There are more than 2500 cultivars of hostas available to the gardener. They range from the tiny to the immense. The smallest I could find with a cursory search was ‘Illicit affair’ (described as a “tiny temptress”) that grows to a height of 3 inches with a spread of 10 inches. I think that the one Esther grows is smaller than this but we do not know what it is. Two of the biggest happen to be growing in my shade garden, Blue Mammoth which reaches 30 inches with a spread of 70 inches and ‘Sum and Substance’, which grows to 33 inches with a whopping spread of 80 inches.

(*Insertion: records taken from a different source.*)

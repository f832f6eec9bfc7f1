//! SMTP email alert channel
//!
//! Builds a plain-text message and delivers it through a STARTTLS SMTP
//! relay. The transport is constructed per delivery so the SMTP session is
//! scoped to the call and released whether or not the send succeeds.

use async_trait::async_trait;
use lettre::message::header::ContentType;
use lettre::message::Mailbox;
use lettre::transport::smtp::authentication::Credentials;
use lettre::{AsyncSmtpTransport, AsyncTransport, Message, Tokio1Executor};
use secrecy::ExposeSecret;

use super::{AlertChannel, AlertEvent, ChannelError};
use crate::config::EmailSettings;

/// Email delivery via an authenticated SMTP relay
pub struct EmailChannel {
    settings: EmailSettings,
}

impl EmailChannel {
    /// Creates the channel from its configuration block
    pub fn new(settings: EmailSettings) -> Self {
        Self { settings }
    }

    fn build_message(&self, event: &AlertEvent) -> Result<Message, ChannelError> {
        let sender: Mailbox = self.settings.sender.parse()?;
        let mut builder = Message::builder()
            .from(sender)
            .subject(event.subject.clone())
            .header(ContentType::TEXT_PLAIN);
        for recipient in &self.settings.recipients {
            builder = builder.to(recipient.parse()?);
        }
        Ok(builder.body(event.body.clone())?)
    }
}

#[async_trait]
impl AlertChannel for EmailChannel {
    fn name(&self) -> &'static str {
        "email"
    }

    async fn send(&self, event: &AlertEvent) -> Result<(), ChannelError> {
        let message = self.build_message(event)?;

        let credentials = Credentials::new(
            self.settings.sender.clone(),
            self.settings.password.expose_secret().to_string(),
        );
        let mailer = AsyncSmtpTransport::<Tokio1Executor>::starttls_relay(&self.settings.smtp_server)?
            .port(self.settings.smtp_port)
            .credentials(credentials)
            .build();

        tracing::info!(
            recipients = self.settings.recipients.len(),
            relay = %self.settings.smtp_server,
            "Sending email alert"
        );
        mailer.send(message).await?;
        Ok(())
    }
}
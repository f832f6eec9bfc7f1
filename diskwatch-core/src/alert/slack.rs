//! Slack webhook alert channel
//!
//! Posts an attachment-style payload to an incoming-webhook URL. Delivery
//! succeeds only on an HTTP 2xx response; any other status or transport
//! error counts as a channel failure.

use std::time::Duration;

use async_trait::async_trait;
use serde_json::json;

use super::{AlertChannel, AlertEvent, ChannelError};
use crate::config::SlackSettings;

/// Fixed per-request timeout for webhook deliveries
const WEBHOOK_TIMEOUT: Duration = Duration::from_secs(10);

/// Sender identity shown in the channel
const SENDER_NAME: &str = "Disk Monitor";

/// Alert delivery via a Slack incoming webhook
pub struct SlackChannel {
    settings: SlackSettings,
    client: reqwest::Client,
}

impl SlackChannel {
    /// Creates the channel from its configuration block
    pub fn new(settings: SlackSettings) -> Self {
        Self {
            settings,
            client: reqwest::Client::new(),
        }
    }

    fn build_payload(&self, event: &AlertEvent, timestamp: i64) -> serde_json::Value {
        json!({
            "channel": self.settings.channel,
            "username": SENDER_NAME,
            "icon_emoji": ":warning:",
            "attachments": [{
                "color": event.severity.color(),
                "title": event.subject,
                "text": event.body,
                "footer": "diskwatch",
                "ts": timestamp,
            }]
        })
    }
}

#[async_trait]
impl AlertChannel for SlackChannel {
    fn name(&self) -> &'static str {
        "slack"
    }

    async fn send(&self, event: &AlertEvent) -> Result<(), ChannelError> {
        let payload = self.build_payload(event, chrono::Utc::now().timestamp());

        tracing::info!(channel = %self.settings.channel, "Sending Slack alert");
        let response = self
            .client
            .post(&self.settings.webhook_url)
            .timeout(WEBHOOK_TIMEOUT)
            .json(&payload)
            .send()
            .await?;

        let status = response.status();
        if status.is_success() {
            Ok(())
        } else {
            Err(ChannelError::HttpStatus(status))
        }
    }
}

Mostly hostas are grown for their leaf color and if you are going to grow the more exotic ones there are things that it is useful to know about the colors. The blue hostas are not really blue but have a wax coating on the leaf. Too much heat or sun will destroy the coating and the leaf will appear as its normal green color. Blue hostas are also slow growers.
Hostas are chameleons; their color will often change for various reasons. This is why your hosta may not resemble the plant you thought you bought. Viridescence is the process by which a host will start out a light color and change to green as the season progresses. Two hostas “’White Wall Tires’ and ‘Mountain Mist’ start out as totally white. It this condition persisted they would die, as green chlorophyll is necessary for photosynthesis. As the season progresses that develop chlorophyll and turn green. The spring colors of many gold hostas will fade into green as well.
Lutescent hostas will come up green in the spring and, as the season progresses, turn to gold. ‘Gold Standard’ is a well known lutescent hosta. Completely green as it emerges, the centers of the leaf fade to gold while the margins retain the dark green color.
Gold hostas do best with more sun. While the ideal for hostas is probably morning sun, many of them will prosper in brighter situations and their colors will be better. The golds tend to deepen to chartreuse without adequate light. The greens will bleach out if given too much sun. As already stated the blues will lose their blue tint unless grown in the shade.
In albescent hostas yellow colored leaves becomes whiter as the season progresses. ‘Remember Me’ is an example of an albescent hosta. It is one that changes so dramatically from a green bordered gold hosta to an ivory or white centered leaf that it is barely recognizable as the same plant by mid summer.
If you think that your hostas are not the colors that you think they should be the first step is to find out if you have a hosta that changes color normally as the season progresses. It this is not the case try moving it to a brighter or a shadier location. Remember brighter light for lighter hostas and less light for the darker ones.